En matière de religion, ce n’est pas à nous à décider ce que l’on peut ou non concéder aux ennemis de la foi. — M’est avis que ce qui apporte tant de désordres dans nos consciences, en ces temps de troubles religieux que nous traversons, c’est la distinction que les catholiques établissent entre les divers articles de foi. Ils imaginent faire acte de modération et de discernement, en concédant à leurs adversaires certains points en litige ; ils ne voient pas quel avantage ils leur donnent en commençant par leur céder et battre en retraite, et combien leur désistement les excite à poursuivre dans la voie où ils sont entrés. Les points sur lesquels ils cèdent, leur semblent de moindre importance ; il peut se faire qu’ils en aient une très grande. Ou il faut, en tout, se soumettre à l’autorité des pouvoirs ecclésiastiques que nous reconnaissons, ou les récuser en tout ; ce n’est pas à nous à déterminer ce sur quoi nous leur devons, ou non, obéissance. — Bien plus, et je puis le dire parce que je l’ai éprouvé, ayant autrefois usé de cette liberté de trier et de faire choix de certaines pratiques, à l’égard desquelles je jugeais à propos de ne pas observer les obligations que nous impose l’Église, parce que je les trouvais ou par trop inutiles, ou par trop singulières, et étant venu à m’en entretenir avec des hommes possédant à fond la science théologique, il m’a été démontré que ces pratiques reposent sur des raisons de premier ordre et très sérieuses, et que c’est uniquement par bêtise et ignorance que nous les traitons avec moins de déférence que le reste.
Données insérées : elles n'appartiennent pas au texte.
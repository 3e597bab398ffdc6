//! # Domain Types
//!
//! Ledger entities and the cell formats they are written with.
//!
//! ## Type Map
//! ```text
//! ┌─────────────────────────────────────────────────────────────────────────┐
//! │                         Ledger Entities                                 │
//! │                                                                         │
//! │  ┌─────────────────┐   ┌─────────────────┐   ┌─────────────────┐       │
//! │  │ InventoryItem   │   │  Transaction    │   │ TransactionItem │       │
//! │  │  ─────────────  │   │  ─────────────  │   │  ─────────────  │       │
//! │  │  sku (key)      │◄──│  transaction_id │◄──│  transaction_id │       │
//! │  │  stock_qty ≥ 0  │   │  total_amount   │   │  sku, qty_sold  │       │
//! │  │  cost (avg)     │   │  status         │   │  price, cost    │       │
//! │  └─────────────────┘   └────────┬────────┘   └─────────────────┘       │
//! │                                 │ customer_id                           │
//! │  ┌─────────────────┐   ┌────────▼────────┐   ┌─────────────────┐       │
//! │  │    Setting      │   │    Customer     │   │    Expense      │       │
//! │  │  key / value    │   │  credit ≥ 0     │   │  append-only    │       │
//! │  └─────────────────┘   └─────────────────┘   └─────────────────┘       │
//! └─────────────────────────────────────────────────────────────────────────┘
//! ```
//!
//! Every entity converts from a [`Record`] (lenient: bad cells read as zero or
//! blank) and to a list of `(column, cell)` pairs for
//! [`SheetSchema::build_row`](crate::sheet::SheetSchema::build_row).

use chrono::{NaiveDate, NaiveDateTime};
use serde::{Deserialize, Serialize};
use std::fmt;

use crate::error::ValidationError;
use crate::money::Money;
use crate::sheet::Record;

// =============================================================================
// Column Names
// =============================================================================

/// Header names as they appear in row 1 of each table.
pub mod col {
    pub const SKU: &str = "SKU";
    pub const NAME: &str = "Name";
    pub const PRICE: &str = "Price";
    pub const WHOLESALE_PRICE: &str = "WholesalePrice";
    pub const STOCK_QTY: &str = "StockQty";
    pub const COST: &str = "Cost";

    pub const CUSTOMER_ID: &str = "CustomerID";
    pub const EMAIL: &str = "Email";
    pub const PHONE: &str = "Phone";
    pub const JOINED: &str = "Joined";
    pub const ADDRESS: &str = "Address";
    pub const NOTES: &str = "Notes";
    pub const CREDIT: &str = "Credit";

    pub const TRANSACTION_ID: &str = "TransactionID";
    pub const TIMESTAMP: &str = "Timestamp";
    pub const TOTAL_AMOUNT: &str = "TotalAmount";
    pub const PAYMENT_METHOD: &str = "PaymentMethod";
    pub const STATUS: &str = "Status";
    pub const DUE_DATE: &str = "DueDate";
    pub const TAX_AMOUNT: &str = "TaxAmount";
    pub const IS_WHOLESALE: &str = "IsWholesale";

    pub const QTY_SOLD: &str = "QtySold";

    pub const KEY: &str = "Key";
    pub const VALUE: &str = "Value";

    pub const DATE: &str = "Date";
    pub const CATEGORY: &str = "Category";
    pub const AMOUNT: &str = "Amount";
    pub const DESCRIPTION: &str = "Description";
}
Que ne nous souvenons-nous en combien de contradictions est tombé notre jugement ! Combien de choses nous tenions hier pour articles de foi et que nous considérons aujourd’hui comme des fables ! La gloire et la curiosité sont[1] les deux fléaux de notre âme : celle-ci nous amène à mettre notre nez partout ; celle-là nous porte à ne rien laisser d’irrésolu et d’indécis.